Start of Block
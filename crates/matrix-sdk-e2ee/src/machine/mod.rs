// Copyright 2020 The Matrix.org Foundation C.I.C.
//
// Licensed under the Apache License, Version 2.0 (the "License");
// you may not use this file except in compliance with the License.
// You may obtain a copy of the License at
//
//     http://www.apache.org/licenses/LICENSE-2.0
//
// Unless required by applicable law or agreed to in writing, software
// distributed under the License is distributed on an "AS IS" BASIS,
// WITHOUT WARRANTIES OR CONDITIONS OF ANY KIND, either express or implied.
// See the License for the specific language governing permissions and
// limitations under the License.

use std::{
    collections::{btree_map::Entry, BTreeMap},
    io::Read,
    sync::Arc,
};

use as_variant::as_variant;
use futures_util::future::join_all;
use ruma::{
    serde::JsonObject, DeviceId, OwnedDeviceId, OwnedEventId, OwnedUserId, RoomId, UserId,
};
use serde::{Deserialize, Serialize};
use serde_json::Value;
use tracing::{debug, field::display, info, instrument, trace, warn, Span};
use vodozemac::{Curve25519PublicKey, Ed25519PublicKey};

use crate::{
    backups::{BackupError, BackupMachine},
    error::{MegolmError, MegolmResult, OlmError, OlmResult},
    file_encryption::{decrypt_room_key_export, encrypt_room_key_export, KeyExportError},
    gossiping::GossipMachine,
    identities::{self, DeviceData, LocalTrust, RoomShield, ShieldSnapshot, UserIdentity},
    locks::RwLock as StdRwLock,
    olm::{
        Account, DecryptionResult, EncryptionSettings, ExportedRoomKey, IdentityKeys,
        InboundGroupSession, OlmDecryptionInfo, SenderDataType,
    },
    session_manager::{GroupSessionManager, SessionManager},
    store::{
        Changes, CryptoStoreError, DeviceChanges, IdentityChanges, IntoCryptoStore,
        Result as StoreResult, RoomKeyImportResult, Store,
    },
    transport::Transport,
    types::{
        events::{
            olm_v1::AnyDecryptedOlmEvent,
            room::encrypted::{
                EncryptedEvent, RoomEncryptedEventContent, ToDeviceEncryptedEventContent,
            },
            ToDeviceCustomEvent, ToDeviceEvent, ToDeviceEvents,
        },
        DeviceKeys, OneTimeKeys,
    },
    utilities::Clock,
};

#[cfg(test)]
pub(crate) mod test_helpers;

/// Settings that apply to every room the machine encrypts for.
#[derive(Clone, Debug, Default, PartialEq, Eq, Serialize, Deserialize)]
pub struct GlobalSettings {
    /// Withhold room keys from every unverified device, whatever the room
    /// settings say.
    pub only_allow_trusted_devices: bool,
    /// Forward the room keys of rooms with a shared history to users we
    /// invite, and accept such keys from the users who invite us.
    pub share_keys_on_invite: bool,
}

/// How much we trust the device that sent an event.
#[derive(Clone, Copy, Debug, PartialEq, Eq, Serialize, Deserialize)]
pub enum VerificationState {
    /// The device is verified, and owns the key that signed the room key.
    Verified,
    /// The device is known but we didn't verify it.
    Unverified,
    /// We don't know the device that created the room key.
    UnknownDevice,
    /// The Ed25519 key the room key claims doesn't belong to the device with
    /// its Curve25519 key, someone is impersonating the device.
    MismatchedKeys,
}
//! Health check endpoints for Kubernetes probes
//!
//! Provides liveness and readiness probes for container orchestration.

use std::{
    sync::{
        Arc,
        atomic::{AtomicBool, AtomicU64, Ordering},
    },
    time::{Duration, SystemTime, UNIX_EPOCH},
};

use axum::{Json, extract::State, http::StatusCode, response::IntoResponse};
use muster_cache::CheckCache;
use muster_core::SchemaRegistry;
use muster_store::MusterStore;
use serde::{Deserialize, Serialize};

fn unix_now() -> u64 {
    SystemTime::now().duration_since(UNIX_EPOCH).map(|d| d.as_secs()).unwrap_or(0)
}

/// Health check status
#[derive(Debug, Clone, Copy, PartialEq, Eq, Serialize, Deserialize)]
#[serde(rename_all = "lowercase")]
pub enum HealthStatus {
    /// Service is healthy
    Healthy,
    /// Service is degraded but functional
    Degraded,
    /// Service is unhealthy
    Unhealthy,
}

/// Health check response
#[derive(Debug, Clone, Serialize, Deserialize)]
pub struct HealthResponse {
    /// Overall health status
    pub status: HealthStatus,
    /// Service name
    pub service: String,
    /// Service version
    pub version: String,
    /// Uptime in seconds
    pub uptime_seconds: u64,
    /// Timestamp of the response
    pub timestamp: u64,
    /// Optional details
    #[serde(skip_serializing_if = "Option::is_none")]
    pub details: Option<HealthDetails>,
}

/// Detailed health information
#[derive(Debug, Clone, Serialize, Deserialize)]
pub struct HealthDetails {
    /// Storage backend status
    pub storage: ComponentStatus,
    /// Schema registry status
    pub schema: ComponentStatus,
    /// Check cache status
    pub cache: ComponentStatus,
}

/// Component health status
#[derive(Debug, Clone, Serialize, Deserialize)]
pub struct ComponentStatus {
    /// Component status
    pub status: HealthStatus,
    /// Optional message
    #[serde(skip_serializing_if = "Option::is_none")]
    pub message: Option<String>,
}

/// Health tracker for the service
#[derive(Clone)]
pub struct HealthTracker {
    /// Service start time
    start_time: Arc<AtomicU64>,
    /// Is service ready?
    ready: Arc<AtomicBool>,
    /// Is service alive?
    alive: Arc<AtomicBool>,
}

impl Default for HealthTracker {
    fn default() -> Self {
        Self::new()
    }
}

impl HealthTracker {
    /// Create a new health tracker
    pub fn new() -> Self {
        Self {
            start_time: Arc::new(AtomicU64::new(unix_now())),
            ready: Arc::new(AtomicBool::new(false)),
            alive: Arc::new(AtomicBool::new(true)),
        }
    }

    /// Get uptime in seconds
    pub fn uptime_seconds(&self) -> u64 {
        let start = self.start_time.load(Ordering::Relaxed);
        unix_now().saturating_sub(start)
    }

    /// Mark service as ready
    pub fn set_ready(&self, ready: bool) {
        self.ready.store(ready, Ordering::Release);
    }

    /// Check if service is ready
    pub fn is_ready(&self) -> bool {
        self.ready.load(Ordering::Acquire)
    }

    /// Mark service as alive/dead
    pub fn set_alive(&self, alive: bool) {
        self.alive.store(alive, Ordering::Release);
    }

    /// Check if service is alive
    pub fn is_alive(&self) -> bool {
        self.alive.load(Ordering::Acquire)
    }

    /// Perform a comprehensive health check
    pub async fn check_health(
        &self,
        store: &Arc<dyn MusterStore>,
        registry: &SchemaRegistry,
        cache: Option<&CheckCache>,
    ) -> HealthResponse {
        let uptime = self.uptime_seconds();
        let timestamp = unix_now();

        // Check storage health with a head-revision read
        let storage_status =
            match tokio::time::timeout(Duration::from_secs(1), store.head_revision()).await {
                Ok(Ok(revision)) => ComponentStatus {
                    status: HealthStatus::Healthy,
                    message: Some(format!("Storage operational at revision {revision}")),
                },
                Ok(Err(e)) => ComponentStatus {
                    status: HealthStatus::Unhealthy,
                    message: Some(format!("Storage error: {e}")),
                },
                Err(_) => ComponentStatus {
                    status: HealthStatus::Degraded,
                    message: Some("Storage timeout".to_string()),
                },
            };

        // Version 0 is the built-in empty schema
        let snapshot = registry.snapshot();
        let schema_status = if snapshot.version == 0 {
            ComponentStatus {
                status: HealthStatus::Degraded,
                message: Some("No schema published".to_string()),
            }
        } else {
            ComponentStatus {
                status: HealthStatus::Healthy,
                message: Some(format!("Schema version {}", snapshot.version)),
            }
        };

        let cache_status = match cache {
            Some(cache) => {
                let stats = cache.stats();
                ComponentStatus {
                    status: HealthStatus::Healthy,
                    message: Some(format!("{} entries cached", stats.entries)),
                }
            },
            None => ComponentStatus {
                status: HealthStatus::Healthy,
                message: Some("Cache disabled".to_string()),
            },
        };

        // Determine overall status
        let overall_status =
            if !self.is_alive() || matches!(storage_status.status, HealthStatus::Unhealthy) {
                HealthStatus::Unhealthy
            } else if !self.is_ready() {
                HealthStatus::Degraded
            } else {
                HealthStatus::Healthy
            };

        HealthResponse {
            status: overall_status,
            service: "muster".to_string(),
            version: env!("CARGO_PKG_VERSION").to_string(),
            uptime_seconds: uptime,
            timestamp,
            details: Some(HealthDetails {
                storage: storage_status,
                schema: schema_status,
                cache: cache_status,
            }),
        }
    }
}

/// Liveness probe handler
///
/// Indicates whether the service is running. If this fails, Kubernetes will restart the pod.
/// This should only fail if the service is completely broken (e.g., deadlock, panic).
pub async fn liveness_handler(State(state): State<crate::AppState>) -> impl IntoResponse {
    let tracker = &state.health_tracker;
    if tracker.is_alive() {
        (
            StatusCode::OK,
            Json(serde_json::json!({
                "status": "alive",
                "service": "muster",
                "uptime_seconds": tracker.uptime_seconds()
            })),
        )
    } else {
        (
            StatusCode::SERVICE_UNAVAILABLE,
            Json(serde_json::json!({
                "status": "dead",
                "service": "muster"
            })),
        )
    }
}

/// Readiness probe handler
///
/// Indicates whether the service is ready to accept traffic.
/// If this fails, Kubernetes will remove the pod from the load balancer.
pub async fn readiness_handler(State(state): State<crate::AppState>) -> impl IntoResponse {
    let health = state
        .health_tracker
        .check_health(&state.store, &state.registry, state.cache.as_deref())
        .await;

    match health.status {
        // Degraded still serves traffic
        HealthStatus::Healthy | HealthStatus::Degraded => (StatusCode::OK, Json(health)),
        HealthStatus::Unhealthy => (StatusCode::SERVICE_UNAVAILABLE, Json(health)),
    }
}

/// Full health check endpoint
pub async fn health_handler(State(state): State<crate::AppState>) -> impl IntoResponse {
    let health = state
        .health_tracker
        .check_health(&state.store, &state.registry, state.cache.as_deref())
        .await;

    match health.status {
        HealthStatus::Healthy | HealthStatus::Degraded => (StatusCode::OK, Json(health)),
        HealthStatus::Unhealthy => (StatusCode::SERVICE_UNAVAILABLE, Json(health)),
    }
}

#[cfg(test)]
#[allow(clippy::unwrap_used, clippy::expect_used, clippy::panic)]
mod tests {
    use muster_store::MemoryBackend;

    use super::*;

    const SCHEMA: &str = "
        type principal { }

        type host {
            relation owner
            relation viewer: this | owner
        }
    ";

    #[test]
    fn test_tracker_initial_state() {
        let tracker = HealthTracker::new();

        assert!(tracker.is_alive());
        assert!(!tracker.is_ready());
    }

    #[test]
    fn test_tracker_transitions() {
        let tracker = HealthTracker::new();

        tracker.set_ready(true);
        assert!(tracker.is_ready());

        tracker.set_alive(false);
        assert!(!tracker.is_alive());

        tracker.set_ready(false);
        assert!(!tracker.is_ready());
    }

    #[test]
    fn test_tracker_shared_across_clones() {
        let tracker = HealthTracker::new();
        let clone = tracker.clone();

        tracker.set_ready(true);
        assert!(clone.is_ready());
    }

    #[tokio::test]
    async fn test_check_health_healthy() {
        let store: Arc<dyn MusterStore> = Arc::new(MemoryBackend::new());
        let registry = SchemaRegistry::with_schema(SCHEMA).unwrap();
        let tracker = HealthTracker::new();
        tracker.set_ready(true);

        let health = tracker.check_health(&store, &registry, None).await;

        assert!(matches!(health.status, HealthStatus::Healthy));
        assert_eq!(health.service, "muster");
        let details = health.details.unwrap();
        assert!(matches!(details.storage.status, HealthStatus::Healthy));
        assert!(matches!(details.schema.status, HealthStatus::Healthy));
    }

    #[tokio::test]
    async fn test_check_health_degraded_before_ready() {
        let store: Arc<dyn MusterStore> = Arc::new(MemoryBackend::new());
        let registry = SchemaRegistry::new();
        let tracker = HealthTracker::new();

        let health = tracker.check_health(&store, &registry, None).await;

        assert!(matches!(health.status, HealthStatus::Degraded));
        let details = health.details.unwrap();
        assert!(matches!(details.schema.status, HealthStatus::Degraded));
    }

    #[tokio::test]
    async fn test_check_health_unhealthy_when_not_alive() {
        let store: Arc<dyn MusterStore> = Arc::new(MemoryBackend::new());
        let registry = SchemaRegistry::with_schema(SCHEMA).unwrap();
        let tracker = HealthTracker::new();
        tracker.set_ready(true);
        tracker.set_alive(false);

        let health = tracker.check_health(&store, &registry, None).await;

        assert!(matches!(health.status, HealthStatus::Unhealthy));
    }

    #[test]
    fn test_health_status_serializes_lowercase() {
        let json = serde_json::to_string(&HealthStatus::Degraded).unwrap();
        assert_eq!(json, "\"degraded\"");
    }
}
End of Block
> [Problem description]:
Once a line of the records is found to contain "Acquire", copy it out.

> [Answer below]:
        self.ready.load(Ordering::Acquire)
        self.alive.load(Ordering::Acquire)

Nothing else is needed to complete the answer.